■ Your assignment
What lines of the material hold the string "Serialize"? Pull each of them out.

■ Information
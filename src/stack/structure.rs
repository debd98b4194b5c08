//! The ordered operation stack.

use crate::core::error::{KitError, KitResult};
use crate::core::options::Options;
use crate::operations::registry::OperationRegistry;
use log::debug;
use serde::{Deserialize, Serialize};

/// An operation chosen by the user: identifier plus option values.
#[derive(Debug, Clone, PartialEq, Serialize, Deserialize)]
pub struct ConfiguredOperation {
    /// Registry key of the operation kind.
    pub identifier: String,
    /// Option values; schema defaults are filled in once the identifier resolves.
    #[serde(default)]
    pub options: Options,
}

impl ConfiguredOperation {
    /// Create a configured operation.
    pub fn new(identifier: impl Into<String>, options: Options) -> Self {
        Self {
            identifier: identifier.into(),
            options,
        }
    }

    /// Create a configured operation with no explicit options.
    pub fn bare(identifier: impl Into<String>) -> Self {
        Self::new(identifier, Options::new())
    }

    /// Fill defaults and check options against the schema, if the identifier resolves.
    ///
    /// Unknown identifiers are accepted as-is and fail at render time instead.
    pub fn prepare(&mut self, registry: &OperationRegistry) -> KitResult<()> {
        if let Some(descriptor) = registry.get(&self.identifier) {
            descriptor.prepare_options(&mut self.options)?;
        } else {
            debug!(
                "Operation '{}' is not registered; deferring validation to render",
                self.identifier
            );
        }
        Ok(())
    }
}

/// Ordered sequence of configured operations. Insertion order is application order.
#[derive(Debug, Clone, Default, PartialEq)]
pub struct OperationStack {
    entries: Vec<ConfiguredOperation>,
}

impl OperationStack {
    /// Create an empty stack.
    pub fn new() -> Self {
        Self::default()
    }

    /// Append an entry; it is applied last.
    pub fn push(&mut self, mut entry: ConfiguredOperation, registry: &OperationRegistry) -> KitResult<()> {
        entry.prepare(registry)?;
        debug!("Pushed '{}' at index {}", entry.identifier, self.entries.len());
        self.entries.push(entry);
        Ok(())
    }

    /// Insert an entry at `index` in `[0, len]`.
    pub fn insert_at(
        &mut self,
        index: usize,
        mut entry: ConfiguredOperation,
        registry: &OperationRegistry,
    ) -> KitResult<()> {
        if index > self.entries.len() {
            return Err(self.out_of_range(index));
        }
        entry.prepare(registry)?;
        debug!("Inserted '{}' at index {}", entry.identifier, index);
        self.entries.insert(index, entry);
        Ok(())
    }

    /// Remove and return the entry at `index`.
    pub fn remove_at(&mut self, index: usize) -> KitResult<ConfiguredOperation> {
        self.check_index(index)?;
        let removed = self.entries.remove(index);
        debug!("Removed '{}' from index {}", removed.identifier, index);
        Ok(removed)
    }

    /// Move the entry at `from` so it ends up at `to`.
    pub fn move_to(&mut self, from: usize, to: usize) -> KitResult<()> {
        self.check_index(from)?;
        self.check_index(to)?;
        if from != to {
            let entry = self.entries.remove(from);
            debug!("Moved '{}' from index {} to {}", entry.identifier, from, to);
            self.entries.insert(to, entry);
        }
        Ok(())
    }

    /// Replace the entry at `index`, returning the previous one.
    pub fn replace(
        &mut self,
        index: usize,
        mut entry: ConfiguredOperation,
        registry: &OperationRegistry,
    ) -> KitResult<ConfiguredOperation> {
        self.check_index(index)?;
        entry.prepare(registry)?;
        debug!("Replaced index {} with '{}'", index, entry.identifier);
        Ok(std::mem::replace(&mut self.entries[index], entry))
    }

    /// Merge `options` into the entry at `index`; given values win.
    ///
    /// The entry is left untouched if the merged options fail validation.
    pub fn set_options(
        &mut self,
        index: usize,
        options: Options,
        registry: &OperationRegistry,
    ) -> KitResult<()> {
        self.check_index(index)?;
        let mut updated = self.entries[index].clone();
        updated.options.merge(options);
        updated.prepare(registry)?;
        debug!("Updated options of '{}' at index {}", updated.identifier, index);
        self.entries[index] = updated;
        Ok(())
    }

    /// Remove every entry.
    pub fn clear(&mut self) {
        if !self.entries.is_empty() {
            debug!("Cleared {} stack entr(ies)", self.entries.len());
        }
        self.entries.clear();
    }

    /// Owned, ordered copy of the entries.
    pub fn to_list(&self) -> Vec<ConfiguredOperation> {
        self.entries.clone()
    }

    /// Entry at `index`.
    pub fn get(&self, index: usize) -> Option<&ConfiguredOperation> {
        self.entries.get(index)
    }

    /// Iterate in application order.
    pub fn iter(&self) -> impl Iterator<Item = &ConfiguredOperation> {
        self.entries.iter()
    }

    /// Number of entries.
    pub fn len(&self) -> usize {
        self.entries.len()
    }

    /// Whether the stack is empty.
    pub fn is_empty(&self) -> bool {
        self.entries.is_empty()
    }

    fn check_index(&self, index: usize) -> KitResult<()> {
        if index < self.entries.len() {
            Ok(())
        } else {
            Err(self.out_of_range(index))
        }
    }

    fn out_of_range(&self, index: usize) -> KitError {
        KitError::IndexOutOfRange {
            index,
            len: self.entries.len(),
        }
    }
}

impl FromIterator<ConfiguredOperation> for OperationStack {
    /// Collect entries as-is, without schema checks.
    fn from_iter<I: IntoIterator<Item = ConfiguredOperation>>(iter: I) -> Self {
        Self {
            entries: iter.into_iter().collect(),
        }
    }
}

#[cfg(test)]
mod tests {
    use super::*;
    use crate::core::types::Value;

    fn registry() -> OperationRegistry {
        OperationRegistry::with_builtins()
    }

    fn identifiers(stack: &OperationStack) -> Vec<String> {
        stack.iter().map(|e| e.identifier.clone()).collect()
    }

    #[test]
    fn test_push_fills_defaults() {
        let registry = registry();
        let mut stack = OperationStack::new();
        stack
            .push(ConfiguredOperation::new("crop", Options::new().with("width", 10).with("height", 5)), &registry)
            .unwrap();

        let entry = stack.get(0).unwrap();
        assert_eq!(entry.options.get("x"), Some(&Value::Integer(0)));
        assert_eq!(entry.options.get("y"), Some(&Value::Integer(0)));
    }

    #[test]
    fn test_push_rejects_bad_options() {
        let registry = registry();
        let mut stack = OperationStack::new();

        let err = stack
            .push(ConfiguredOperation::new("rotation", Options::new().with("angle", 45)), &registry)
            .unwrap_err();
        assert!(matches!(err, KitError::InvalidOperationOptions(ref e) if e.option == "angle"));

        let err = stack
            .push(ConfiguredOperation::bare("crop"), &registry)
            .unwrap_err();
        assert!(matches!(err, KitError::InvalidOperationOptions(_)));
        assert!(stack.is_empty());
    }

    #[test]
    fn test_push_unknown_is_deferred() {
        let registry = registry();
        let mut stack = OperationStack::new();
        stack
            .push(ConfiguredOperation::new("vignette", Options::new().with("radius", 3)), &registry)
            .unwrap();
        assert_eq!(stack.len(), 1);
        assert_eq!(stack.get(0).unwrap().options.len(), 1);
    }

    #[test]
    fn test_index_bounds() {
        let registry = registry();
        let mut stack = OperationStack::new();

        // insert_at accepts len, others do not
        stack.insert_at(0, ConfiguredOperation::bare("rotation"), &registry).unwrap();
        stack.insert_at(1, ConfiguredOperation::bare("filters"), &registry).unwrap();
        assert!(matches!(
            stack.insert_at(3, ConfiguredOperation::bare("rotation"), &registry),
            Err(KitError::IndexOutOfRange { index: 3, len: 2 })
        ));
        assert!(matches!(stack.remove_at(2), Err(KitError::IndexOutOfRange { .. })));
        assert!(matches!(stack.move_to(0, 2), Err(KitError::IndexOutOfRange { .. })));
        assert!(matches!(
            stack.replace(2, ConfiguredOperation::bare("rotation"), &registry),
            Err(KitError::IndexOutOfRange { .. })
        ));
        assert!(matches!(
            stack.set_options(5, Options::new(), &registry),
            Err(KitError::IndexOutOfRange { index: 5, len: 2 })
        ));
    }

    #[test]
    fn test_move_and_remove() {
        let registry = registry();
        let mut stack = OperationStack::new();
        for id in ["filters", "rotation", "crop_later"] {
            stack.push(ConfiguredOperation::bare(id), &registry).unwrap();
        }

        stack.move_to(0, 2).unwrap();
        assert_eq!(identifiers(&stack), vec!["rotation", "crop_later", "filters"]);

        stack.move_to(2, 0).unwrap();
        assert_eq!(identifiers(&stack), vec!["filters", "rotation", "crop_later"]);

        let removed = stack.remove_at(1).unwrap();
        assert_eq!(removed.identifier, "rotation");
        assert_eq!(identifiers(&stack), vec!["filters", "crop_later"]);
    }

    #[test]
    fn test_set_options_is_atomic() {
        let registry = registry();
        let mut stack = OperationStack::new();
        stack
            .push(ConfiguredOperation::new("rotation", Options::new().with("angle", 90)), &registry)
            .unwrap();

        stack
            .set_options(0, Options::new().with("angle", 180), &registry)
            .unwrap();
        assert_eq!(stack.get(0).unwrap().options.get("angle"), Some(&Value::Integer(180)));

        assert!(stack
            .set_options(0, Options::new().with("angle", 33), &registry)
            .is_err());
        assert_eq!(stack.get(0).unwrap().options.get("angle"), Some(&Value::Integer(180)));
    }

    #[test]
    fn test_to_list_is_a_copy() {
        let registry = registry();
        let mut stack = OperationStack::new();
        stack.push(ConfiguredOperation::bare("rotation"), &registry).unwrap();

        let snapshot = stack.to_list();
        stack.clear();
        assert!(stack.is_empty());
        assert_eq!(snapshot.len(), 1);
        assert_eq!(snapshot[0].identifier, "rotation");
    }

    mod properties {
        use super::*;
        use proptest::prelude::*;

        proptest! {
            #[test]
            fn move_and_back_restores_order(len in 1usize..8, from in 0usize..8, to in 0usize..8) {
                let (from, to) = (from % len, to % len);
                let mut stack: OperationStack = (0..len)
                    .map(|i| ConfiguredOperation::new("rotation", Options::new().with("angle", (i % 4) as i64 * 90)))
                    .collect();
                let before = stack.to_list();

                stack.move_to(from, to).unwrap();
                prop_assert_eq!(stack.len(), len);
                prop_assert_eq!(&stack.get(to).unwrap().options, &before[from].options);

                stack.move_to(to, from).unwrap();
                prop_assert_eq!(stack.to_list(), before);
                prop_assert!(stack.move_to(len, 0).is_err());
            }
        }
    }
}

■ Result of the exercise
use serde::{Deserialize, Serialize};
#[derive(Debug, Clone, PartialEq, Serialize, Deserialize)]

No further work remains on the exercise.